DESCRIPTION OF THE TASK =>
Repeat verbatim, and only, the lines of the data below, beginning at the line that contains "pub const fn to_nvic(self)" and stopping after the line that contains "pub const ISR_PRIORITY_ASCLIN_ER: IsrPriority".

○ ○ ○ ○ ○ ○ ○

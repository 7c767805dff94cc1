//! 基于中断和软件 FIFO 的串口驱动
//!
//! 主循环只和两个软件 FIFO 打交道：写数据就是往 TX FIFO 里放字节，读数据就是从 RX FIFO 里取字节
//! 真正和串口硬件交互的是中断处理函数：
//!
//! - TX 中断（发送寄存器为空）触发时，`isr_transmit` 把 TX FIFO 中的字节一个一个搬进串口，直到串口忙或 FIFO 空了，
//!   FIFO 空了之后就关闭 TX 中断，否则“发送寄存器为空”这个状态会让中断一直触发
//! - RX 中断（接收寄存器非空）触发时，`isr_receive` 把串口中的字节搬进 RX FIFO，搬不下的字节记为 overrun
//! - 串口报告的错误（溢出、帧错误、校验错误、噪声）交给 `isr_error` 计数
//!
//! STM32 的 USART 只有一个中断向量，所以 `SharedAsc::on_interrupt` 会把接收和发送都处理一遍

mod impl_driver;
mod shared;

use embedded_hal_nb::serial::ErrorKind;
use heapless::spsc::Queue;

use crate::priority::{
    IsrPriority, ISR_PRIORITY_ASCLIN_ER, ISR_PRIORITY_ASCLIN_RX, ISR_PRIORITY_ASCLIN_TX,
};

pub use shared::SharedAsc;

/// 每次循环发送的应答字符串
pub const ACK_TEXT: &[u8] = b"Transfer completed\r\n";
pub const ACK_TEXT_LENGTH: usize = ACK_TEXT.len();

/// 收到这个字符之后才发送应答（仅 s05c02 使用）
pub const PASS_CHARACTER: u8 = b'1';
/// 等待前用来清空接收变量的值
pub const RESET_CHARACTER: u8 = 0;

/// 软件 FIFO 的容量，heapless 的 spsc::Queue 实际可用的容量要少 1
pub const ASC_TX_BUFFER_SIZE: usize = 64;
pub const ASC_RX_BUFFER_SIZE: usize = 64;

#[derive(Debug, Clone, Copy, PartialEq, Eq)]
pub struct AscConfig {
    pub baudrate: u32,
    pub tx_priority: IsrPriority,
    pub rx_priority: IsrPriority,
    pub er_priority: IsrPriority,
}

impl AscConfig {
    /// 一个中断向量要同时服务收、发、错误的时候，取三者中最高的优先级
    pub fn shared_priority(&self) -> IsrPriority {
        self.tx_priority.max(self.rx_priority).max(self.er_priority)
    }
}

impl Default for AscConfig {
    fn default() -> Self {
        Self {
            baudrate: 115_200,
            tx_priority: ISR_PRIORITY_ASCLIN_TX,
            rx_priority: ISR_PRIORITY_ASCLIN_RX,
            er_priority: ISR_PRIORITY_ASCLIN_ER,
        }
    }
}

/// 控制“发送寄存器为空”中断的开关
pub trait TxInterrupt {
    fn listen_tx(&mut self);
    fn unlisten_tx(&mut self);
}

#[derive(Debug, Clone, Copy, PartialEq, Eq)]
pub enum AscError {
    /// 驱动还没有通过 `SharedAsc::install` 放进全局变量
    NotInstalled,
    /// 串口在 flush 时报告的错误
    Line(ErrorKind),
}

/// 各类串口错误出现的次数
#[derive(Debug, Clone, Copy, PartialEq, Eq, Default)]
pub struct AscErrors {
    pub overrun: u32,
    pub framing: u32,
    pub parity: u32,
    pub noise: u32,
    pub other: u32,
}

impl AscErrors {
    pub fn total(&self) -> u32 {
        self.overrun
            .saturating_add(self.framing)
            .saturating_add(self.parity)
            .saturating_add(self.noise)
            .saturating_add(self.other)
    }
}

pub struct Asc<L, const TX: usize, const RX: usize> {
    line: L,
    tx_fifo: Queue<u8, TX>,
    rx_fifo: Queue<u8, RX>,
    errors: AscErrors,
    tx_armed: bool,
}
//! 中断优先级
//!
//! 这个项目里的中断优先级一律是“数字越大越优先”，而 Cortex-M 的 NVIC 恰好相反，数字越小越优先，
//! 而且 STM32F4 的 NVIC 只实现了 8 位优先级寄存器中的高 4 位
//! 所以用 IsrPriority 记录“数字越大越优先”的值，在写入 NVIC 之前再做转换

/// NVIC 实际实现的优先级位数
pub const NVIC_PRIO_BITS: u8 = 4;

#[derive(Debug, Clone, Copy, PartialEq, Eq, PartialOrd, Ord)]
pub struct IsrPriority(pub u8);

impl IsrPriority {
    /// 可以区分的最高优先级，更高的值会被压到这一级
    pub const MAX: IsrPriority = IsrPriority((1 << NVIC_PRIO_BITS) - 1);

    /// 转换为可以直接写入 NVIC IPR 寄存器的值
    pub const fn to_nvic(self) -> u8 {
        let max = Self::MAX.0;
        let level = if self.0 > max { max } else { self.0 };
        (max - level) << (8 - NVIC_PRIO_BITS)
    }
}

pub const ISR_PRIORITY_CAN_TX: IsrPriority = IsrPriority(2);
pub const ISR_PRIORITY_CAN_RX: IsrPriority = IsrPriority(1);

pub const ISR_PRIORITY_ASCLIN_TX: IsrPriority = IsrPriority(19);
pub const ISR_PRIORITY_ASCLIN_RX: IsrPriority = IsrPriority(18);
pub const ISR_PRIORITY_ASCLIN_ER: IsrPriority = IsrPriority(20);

○ ○ ○ ○ ○ ○ ○

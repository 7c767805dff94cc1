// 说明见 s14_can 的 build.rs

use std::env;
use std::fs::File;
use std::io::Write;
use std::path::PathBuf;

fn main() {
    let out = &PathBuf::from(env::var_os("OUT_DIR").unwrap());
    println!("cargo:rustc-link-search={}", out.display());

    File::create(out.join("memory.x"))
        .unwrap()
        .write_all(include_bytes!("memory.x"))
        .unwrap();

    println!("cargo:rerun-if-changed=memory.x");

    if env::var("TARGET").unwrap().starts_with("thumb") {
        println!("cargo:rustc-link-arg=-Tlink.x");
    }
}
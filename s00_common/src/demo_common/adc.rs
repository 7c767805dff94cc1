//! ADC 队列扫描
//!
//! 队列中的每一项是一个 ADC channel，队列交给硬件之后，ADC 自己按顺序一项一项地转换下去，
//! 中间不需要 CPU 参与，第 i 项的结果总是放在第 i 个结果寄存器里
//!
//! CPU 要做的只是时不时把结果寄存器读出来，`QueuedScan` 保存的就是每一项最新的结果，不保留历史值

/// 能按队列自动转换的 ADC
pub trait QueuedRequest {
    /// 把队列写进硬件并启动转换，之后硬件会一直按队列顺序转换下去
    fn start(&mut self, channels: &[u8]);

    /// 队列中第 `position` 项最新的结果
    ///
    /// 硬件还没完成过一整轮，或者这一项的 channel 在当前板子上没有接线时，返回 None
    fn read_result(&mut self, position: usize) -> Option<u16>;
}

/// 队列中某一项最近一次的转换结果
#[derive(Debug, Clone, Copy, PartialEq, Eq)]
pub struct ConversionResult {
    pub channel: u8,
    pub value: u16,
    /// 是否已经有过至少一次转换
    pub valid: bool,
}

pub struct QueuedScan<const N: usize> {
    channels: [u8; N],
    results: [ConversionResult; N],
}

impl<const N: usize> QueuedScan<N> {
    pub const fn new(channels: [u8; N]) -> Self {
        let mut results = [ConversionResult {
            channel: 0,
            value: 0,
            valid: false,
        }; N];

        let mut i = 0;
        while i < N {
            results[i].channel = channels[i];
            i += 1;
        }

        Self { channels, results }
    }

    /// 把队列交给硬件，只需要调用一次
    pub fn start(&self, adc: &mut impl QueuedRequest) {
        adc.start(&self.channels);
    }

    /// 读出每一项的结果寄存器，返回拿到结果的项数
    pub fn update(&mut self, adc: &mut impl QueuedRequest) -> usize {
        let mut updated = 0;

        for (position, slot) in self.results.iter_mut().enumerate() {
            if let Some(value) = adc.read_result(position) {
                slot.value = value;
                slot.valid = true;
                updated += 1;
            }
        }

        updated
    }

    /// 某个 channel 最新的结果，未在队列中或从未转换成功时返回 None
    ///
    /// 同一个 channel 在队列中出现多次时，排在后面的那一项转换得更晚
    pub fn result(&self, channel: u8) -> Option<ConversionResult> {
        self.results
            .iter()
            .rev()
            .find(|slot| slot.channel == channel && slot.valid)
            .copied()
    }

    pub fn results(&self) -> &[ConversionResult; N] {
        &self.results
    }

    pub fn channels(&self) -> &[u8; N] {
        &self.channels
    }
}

○ ○ ○ ○ ○ ○ ○

SOLUTION TO THIS TASK =>
    pub const fn to_nvic(self) -> u8 {
        let max = Self::MAX.0;
        let level = if self.0 > max { max } else { self.0 };
        (max - level) << (8 - NVIC_PRIO_BITS)
    }
}

pub const ISR_PRIORITY_CAN_TX: IsrPriority = IsrPriority(2);
pub const ISR_PRIORITY_CAN_RX: IsrPriority = IsrPriority(1);

pub const ISR_PRIORITY_ASCLIN_TX: IsrPriority = IsrPriority(19);
pub const ISR_PRIORITY_ASCLIN_RX: IsrPriority = IsrPriority(18);
pub const ISR_PRIORITY_ASCLIN_ER: IsrPriority = IsrPriority(20);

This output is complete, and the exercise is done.